▶ _What needs to be done_
Extract the lines that carry the string "await" from the listing.
** Opening Dataset extract block **
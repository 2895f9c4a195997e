//! Drives intents through pending, paid and executed

use chrono::Utc;
use rust_decimal::Decimal;
use std::collections::{HashMap, HashSet};
use std::str::FromStr;
use std::sync::{Arc, Mutex};
use tracing::{error, info, warn};
use uuid::Uuid;

use crate::agents::{Agent, Suggestion};
use crate::config::Config;
use crate::errors::{RelayError, RelayResult};
use crate::lifecycle::pnl::enrich_with_pnl;
use crate::network::PriceOracle;
use crate::payments::build_payment_request;
use crate::storage::TradeStore;
use crate::swap::SwapService;
use crate::types::{
    EnrichedTrade, ExecutedTrade, IntentStatus, PaymentRequest, PaymentStatus, Side, TradeIntent,
    VerifiedPayment, resolve_pair,
};

pub const DEFAULT_LIST_LIMIT: usize = 50;

/// Orchestrates the trade lifecycle across storage, the swap executor and
/// the price oracle. Status changes go through the store's compare-and-swap
/// so a stage is claimed exactly once, and an in-process claim set keeps a
/// single intent from executing twice concurrently.
pub struct TradeLifecycle {
    config: Arc<Config>,
    store: Arc<dyn TradeStore>,
    swap: Option<Arc<dyn SwapService>>,
    oracle: Arc<PriceOracle>,
    in_flight: Mutex<HashSet<String>>,
}

impl TradeLifecycle {
    pub fn new(
        config: Arc<Config>,
        store: Arc<dyn TradeStore>,
        swap: Option<Arc<dyn SwapService>>,
        oracle: Arc<PriceOracle>,
    ) -> Self {
        Self {
            config,
            store,
            swap,
            oracle,
            in_flight: Mutex::new(HashSet::new()),
        }
    }

    pub fn can_execute(&self) -> bool {
        self.swap.is_some()
    }

    /// Validate and record a new intent. Returns the pending intent together
    /// with the payment request the caller must settle before execution.
    pub async fn create_intent(
        &self,
        user_address: &str,
        agent_id: &str,
        symbol: &str,
        side: &str,
        size: Decimal,
    ) -> RelayResult<(TradeIntent, PaymentRequest)> {
        alloy::primitives::Address::from_str(user_address)
            .map_err(|_| RelayError::validation(format!("invalid user address: {user_address}")))?;
        if Agent::parse(agent_id).is_none() {
            return Err(RelayError::validation(format!("unknown agent id: {agent_id}")));
        }
        let pair = resolve_pair(symbol).ok_or_else(|| RelayError::UnsupportedSymbol {
            symbol: symbol.to_string(),
        })?;
        let side = Side::parse(side)
            .ok_or_else(|| RelayError::validation(format!("side must be buy or sell, got {side}")))?;
        if size <= Decimal::ZERO {
            return Err(RelayError::validation("trade size must be positive"));
        }

        let fee = self.config.expected_payment_amount(size);
        let amount = format!("{fee:.6}");
        let payment_request = build_payment_request(
            &self.config,
            &amount,
            format!("Execute {} {} {}", side.as_str(), size, pair.symbol),
        );

        let intent = TradeIntent {
            id: Uuid::new_v4().to_string(),
            user_address: user_address.to_string(),
            agent_id: agent_id.to_string(),
            symbol: pair.symbol.to_string(),
            side,
            size,
            leverage: 1,
            expected_payment_amount: amount,
            status: IntentStatus::Pending,
            payment_request_id: Some(payment_request.id.clone()),
            paid_payment_id: None,
            created_at: Utc::now(),
        };
        self.store.insert_intent(&intent).await?;

        info!(
            "📝 Created intent {}: {} {} {} for {}",
            intent.id,
            side.as_str(),
            size,
            pair.symbol,
            user_address
        );
        Ok((intent, payment_request))
    }

    pub async fn get_intent(&self, id: &str) -> RelayResult<TradeIntent> {
        self.store
            .get_intent(id)
            .await?
            .ok_or_else(|| RelayError::not_found(format!("trade intent {id}")))
    }

    /// Execute a paid-for intent. The caller has already passed the payment
    /// gate; this claims pending -> paid with the verified payment id, runs
    /// the swap, and only then advances paid -> executed. A failed swap
    /// leaves the intent paid so the same payment can retry.
    pub async fn execute_intent(
        &self,
        id: &str,
        payment: &VerifiedPayment,
    ) -> RelayResult<(ExecutedTrade, TradeIntent)> {
        let swap = self
            .swap
            .clone()
            .ok_or_else(|| RelayError::internal("no execution wallet configured"))?;
        let intent = self.get_intent(id).await?;

        if intent.status == IntentStatus::Executed {
            return Err(RelayError::validation(format!(
                "trade intent {id} is already executed"
            )));
        }

        {
            let mut in_flight = self
                .in_flight
                .lock()
                .map_err(|_| RelayError::internal("in-flight set lock poisoned"))?;
            if !in_flight.insert(id.to_string()) {
                return Err(RelayError::validation(format!(
                    "trade intent {id} is already executing"
                )));
            }
        }

        let result = self.run_execution(&intent, payment, swap.as_ref()).await;

        if let Ok(mut in_flight) = self.in_flight.lock() {
            in_flight.remove(id);
        }

        result
    }

    async fn run_execution(
        &self,
        intent: &TradeIntent,
        payment: &VerifiedPayment,
        swap: &dyn SwapService,
    ) -> RelayResult<(ExecutedTrade, TradeIntent)> {
        let id = &intent.id;

        if intent.status == IntentStatus::Pending {
            let claimed = self
                .store
                .transition_status(
                    id,
                    IntentStatus::Pending,
                    IntentStatus::Paid,
                    Some(&payment.payment_id),
                )
                .await?;
            if claimed {
                info!("💸 Intent {} paid via {}", id, payment.payment_id);
            } else {
                // Lost the claim; only continue when the intent settled in
                // paid, meaning an earlier attempt's swap failed.
                let current = self.get_intent(id).await?;
                if current.status != IntentStatus::Paid {
                    return Err(RelayError::validation(format!(
                        "trade intent {id} is already executed"
                    )));
                }
            }
        }

        let outcome = swap
            .execute_swap(&intent.user_address, &intent.symbol, intent.side, intent.size)
            .await
            .inspect_err(|e| {
                warn!("⚠️ Swap for intent {} failed, intent stays paid: {}", id, e);
            })?;

        let trade = ExecutedTrade {
            id: Uuid::new_v4().to_string(),
            trade_intent_id: id.clone(),
            payment_id: payment.payment_id.clone(),
            payment_status: PaymentStatus::Paid,
            tx_hash: outcome.tx_hash,
            execution_price: outcome.execution_price,
            completed_at: Utc::now(),
            status: IntentStatus::Executed,
        };

        // One transaction: the intent never reads executed without its trade
        let advanced = self.store.record_execution(&trade).await?;
        if !advanced {
            error!(
                "Swap {} confirmed but intent {} was no longer paid",
                trade.tx_hash, id
            );
            return Err(RelayError::internal(format!(
                "intent {id} left the paid state during execution"
            )));
        }

        info!(
            "✅ Intent {} executed: tx {} at {}",
            id, trade.tx_hash, trade.execution_price
        );
        let refreshed = self.get_intent(id).await?;
        Ok((trade, refreshed))
    }

    /// Recent trades enriched with read-time PnL. Spot prices are fetched
    /// best effort per symbol; a failed lookup leaves that symbol's open
    /// buys unvalued rather than failing the listing.
    pub async fn list_trades(&self, limit: usize) -> RelayResult<Vec<EnrichedTrade>> {
        let rows = self.store.recent_trades(limit).await?;

        let symbols: HashSet<&str> = rows
            .iter()
            .filter_map(|(_, intent)| intent.as_ref())
            .filter(|intent| intent.side == Side::Buy)
            .map(|intent| intent.symbol.as_str())
            .collect();

        let mut spot_prices = HashMap::new();
        for symbol in symbols {
            let Some(pair) = resolve_pair(symbol) else {
                continue;
            };
            match self.oracle.spot_price(pair.oracle_ticker).await {
                Ok(price) => {
                    spot_prices.insert(symbol.to_string(), price);
                }
                Err(e) => warn!("⚠️ No spot price for {}: {}", symbol, e),
            }
        }

        Ok(enrich_with_pnl(rows, &spot_prices))
    }

    /// A deterministic suggestion from the named agent, anchored at spot.
    pub async fn suggest(&self, agent: Agent, symbol: &str) -> RelayResult<Suggestion> {
        let pair = resolve_pair(symbol).ok_or_else(|| RelayError::UnsupportedSymbol {
            symbol: symbol.to_string(),
        })?;
        let spot = self.oracle.spot_price(pair.oracle_ticker).await?;
        Ok(agent.suggest(pair.symbol, spot))
    }
}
** Closing Dataset extract block **
▶ _Written response_
        self.store.insert_intent(&intent).await?;
            .await?
        let intent = self.get_intent(id).await?;
        let result = self.run_execution(&intent, payment, swap.as_ref()).await;
                .await?;
                let current = self.get_intent(id).await?;
            .await
        let advanced = self.store.record_execution(&trade).await?;
        let refreshed = self.get_intent(id).await?;
        let rows = self.store.recent_trades(limit).await?;
            match self.oracle.spot_price(pair.oracle_ticker).await {
        let spot = self.oracle.spot_price(pair.oracle_ticker).await?;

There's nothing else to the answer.